Проза Платона, однако, только в пересказе профессоров становится его великой философией. Без нее тоже нельзя. Я и сам хочу “туда, где все чисто, вечно, бессмертно”. Но еще больше у Платона мне нравится рама. Его диалоги прекрасно обчитывать по краям, наслаждаясь бытовым прологом или меланхолическим финалом. Но можно выискивать попутную радость и в разгар беседы, замечая то, о чем забыли в пылу спора собеседники.
– Но чем же питается душа, Сократ?
– Знаниями, разумеется.
Всех платоновских “идей” мне дороже это сократовское “разумеется”. За ним стоит столь самоочевидная для греков истина, что им нельзя не завидовать. Ведь уже ни одна эпоха не сможет так запросто, почти бездумно ответить на мучающий нас всех вопрос: чем кормят душу?
На прощание Платон написал сухие “Законы”, из которых следует, что он изрядно разочаровался в платонизме. И его можно простить, потому что пока человек жив, его система не закончена, а когда он мертв, ее пишут другие. Не доказательная сила платоновской диалектики, а глубина и точная простота брошенной вскользь реплики оправдывает чтение диалога, если в нем есть такое: “Люди, которые проводят вместе всю жизнь, не могут даже сказать, чего они, собственно, хотят друг от друга”.
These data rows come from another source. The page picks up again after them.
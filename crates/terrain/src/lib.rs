//! Terrain core: heightmap generation and segment recycling.
//!
//! The render layer owns meshes, materials and the camera; this crate owns
//! the numbers. `TerrainScroller` holds the segment set and is advanced by a
//! single `Update` system; `SegmentWrapped` events tell the render layer
//! which elevation buffers changed this frame.

use bevy::prelude::*;

pub mod config;
pub mod noise;
pub mod scroller;
pub mod settings;

#[cfg(test)]
mod integration_tests;

pub use noise::HeightField;
pub use scroller::{SegmentLayout, TerrainScroller, TerrainSegment};
pub use settings::{SettingsError, TerrainSettings};

/// Sent when a segment crossed the forward boundary this frame and its
/// elevation buffer was regenerated. Consumers rebuild the matching mesh.
#[derive(Event, Debug, Clone, Copy, PartialEq, Eq)]
pub struct SegmentWrapped {
    pub segment: usize,
}

/// Request a full terrain rebuild from a new seed. Emitted by the control
/// panel; every segment is regenerated and reported via `SegmentWrapped`.
#[derive(Event, Debug, Clone, Copy)]
pub struct ReseedTerrain {
    pub seed: u64,
}

pub struct TerrainPlugin;

impl Plugin for TerrainPlugin {
    fn build(&self, app: &mut App) {
        app.init_resource::<TerrainSettings>()
            .add_event::<SegmentWrapped>()
            .add_event::<ReseedTerrain>()
            .add_systems(PreStartup, init_scroller)
            .add_systems(Update, (handle_reseed, advance_terrain).chain());
    }
}

/// Builds the scroller from whatever `TerrainSettings` resource is present
/// (the app may have replaced the default with a settings file).
fn init_scroller(mut commands: Commands, settings: Res<TerrainSettings>) {
    commands.insert_resource(TerrainScroller::new(SegmentLayout::default(), &settings));
}

/// The per-frame entry point: advance positions, wrap and regenerate, report.
pub fn advance_terrain(
    time: Res<Time>,
    settings: Res<TerrainSettings>,
    mut scroller: ResMut<TerrainScroller>,
    mut wrapped: EventWriter<SegmentWrapped>,
) {
    for segment in scroller.advance(time.delta_secs(), &settings) {
        wrapped.send(SegmentWrapped { segment });
    }
}

/// Applies the last reseed request of the frame, if any.
pub fn handle_reseed(
    mut requests: EventReader<ReseedTerrain>,
    mut settings: ResMut<TerrainSettings>,
    mut scroller: ResMut<TerrainScroller>,
    mut wrapped: EventWriter<SegmentWrapped>,
) {
    let Some(request) = requests.read().last() else {
        return;
    };
    settings.set_seed(request.seed);
    scroller.reseed(request.seed, &settings);
    for segment in 0..scroller.layout().count() {
        wrapped.send(SegmentWrapped { segment });
    }
}
//! App-level tests: the plugin wired into a headless Bevy app.

use bevy::prelude::*;

use crate::scroller::TerrainScroller;
use crate::settings::TerrainSettings;
use crate::{ReseedTerrain, SegmentWrapped, TerrainPlugin};

fn headless_app() -> App {
    let mut app = App::new();
    app.add_plugins((MinimalPlugins, TerrainPlugin));
    app
}

fn assert_even_spacing(scroller: &TerrainScroller) {
    let mut positions: Vec<f32> = scroller.segments().iter().map(|s| s.position()).collect();
    positions.sort_by(|a, b| a.partial_cmp(b).unwrap());
    let depth = scroller.layout().depth();
    for pair in positions.windows(2) {
        assert!((pair[1] - pair[0] - depth).abs() < 1e-2, "{positions:?}");
    }
}

#[test]
fn test_plugin_initializes_resources() {
    let mut app = headless_app();
    app.update();
    assert!(app.world().contains_resource::<TerrainSettings>());
    assert!(app.world().contains_resource::<TerrainScroller>());
}

#[test]
fn test_spacing_invariant_holds_across_updates() {
    let mut app = headless_app();
    for _ in 0..20 {
        app.update();
        std::thread::sleep(std::time::Duration::from_millis(2));
        assert_even_spacing(app.world().resource::<TerrainScroller>());
    }
}

#[test]
fn test_reseed_event_rebuilds_every_segment() {
    let mut app = headless_app();
    app.update();

    let seed = app.world().resource::<TerrainSettings>().seed();
    app.world_mut().send_event(ReseedTerrain {
        seed: seed.wrapping_add(1),
    });
    app.update();

    let count = app
        .world()
        .resource::<TerrainScroller>()
        .layout()
        .count();
    let events = app.world().resource::<Events<SegmentWrapped>>();
    let mut cursor = events.get_cursor();
    let reported: Vec<usize> = cursor.read(events).map(|e| e.segment).collect();
    assert_eq!(reported.len(), count);
    assert_eq!(
        app.world().resource::<TerrainSettings>().seed(),
        seed.wrapping_add(1)
    );
}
Мне чудится, что это написал Чехов, но, судя по “Человеку в футляре”, он вряд ли ценил греков.
10 мая
Ко дню рождения музея Клойстерс
Америка, понятное дело, не знала Средневековья, но она не может отвести от него взгляда. Новый Свет стилизовал собственную историю по старосветскому образцу. Если присмотреться к американским мифам, то легко провести параллели между одиноким ковбоем и странствующим рыцарем, перестрелкой и турниром, золотой лихорадкой и поиском Грааля. Так в стране, лишенной руин и замков, нашлось новое применение Средневековью. Поскольку Америка в нем не жила, она в него играет. Очищенный от исторической достоверности рыцарский мир стал объектом этической фантазии и политической грезы. Американцы импортировали Средневековье, ввозя его по частям и оптом. Этим объясняется происхождение лучшего нью-йоркского курьеза. Это – Клойстерс, архитектурный памятник, который намного старше самого Нью-Йорка.
В Европе купили и перевезли по частям развалины пяти средневековых монастырей, которые были заново собраны в северной части Манхэттена, чтобы стать популярным музеем. Прожив в его тени (почти буквально) первые пятнадцать лет эмиграции, я через день навещал там Средневековье, с которым мне повезло вырасти. Теперь я живу в Америке, которая не отучила меня от любви к старинному. Ее делит со мной вся страна, охотно подражающая рыцарям. Здесь есть гильдия оружейников под названием “Ржавый меч”. И каждую осень в парке вокруг Клойстерса устраивают средневековый фестиваль, где можно встретить опытного астролога, талантливого каллиграфа, безработного палача, голосистых менестрелей, толстых монахов и, конечно, рыцарей Круглого стола, участвующих в потешных турнирах в настоящих доспехах и на живых конях.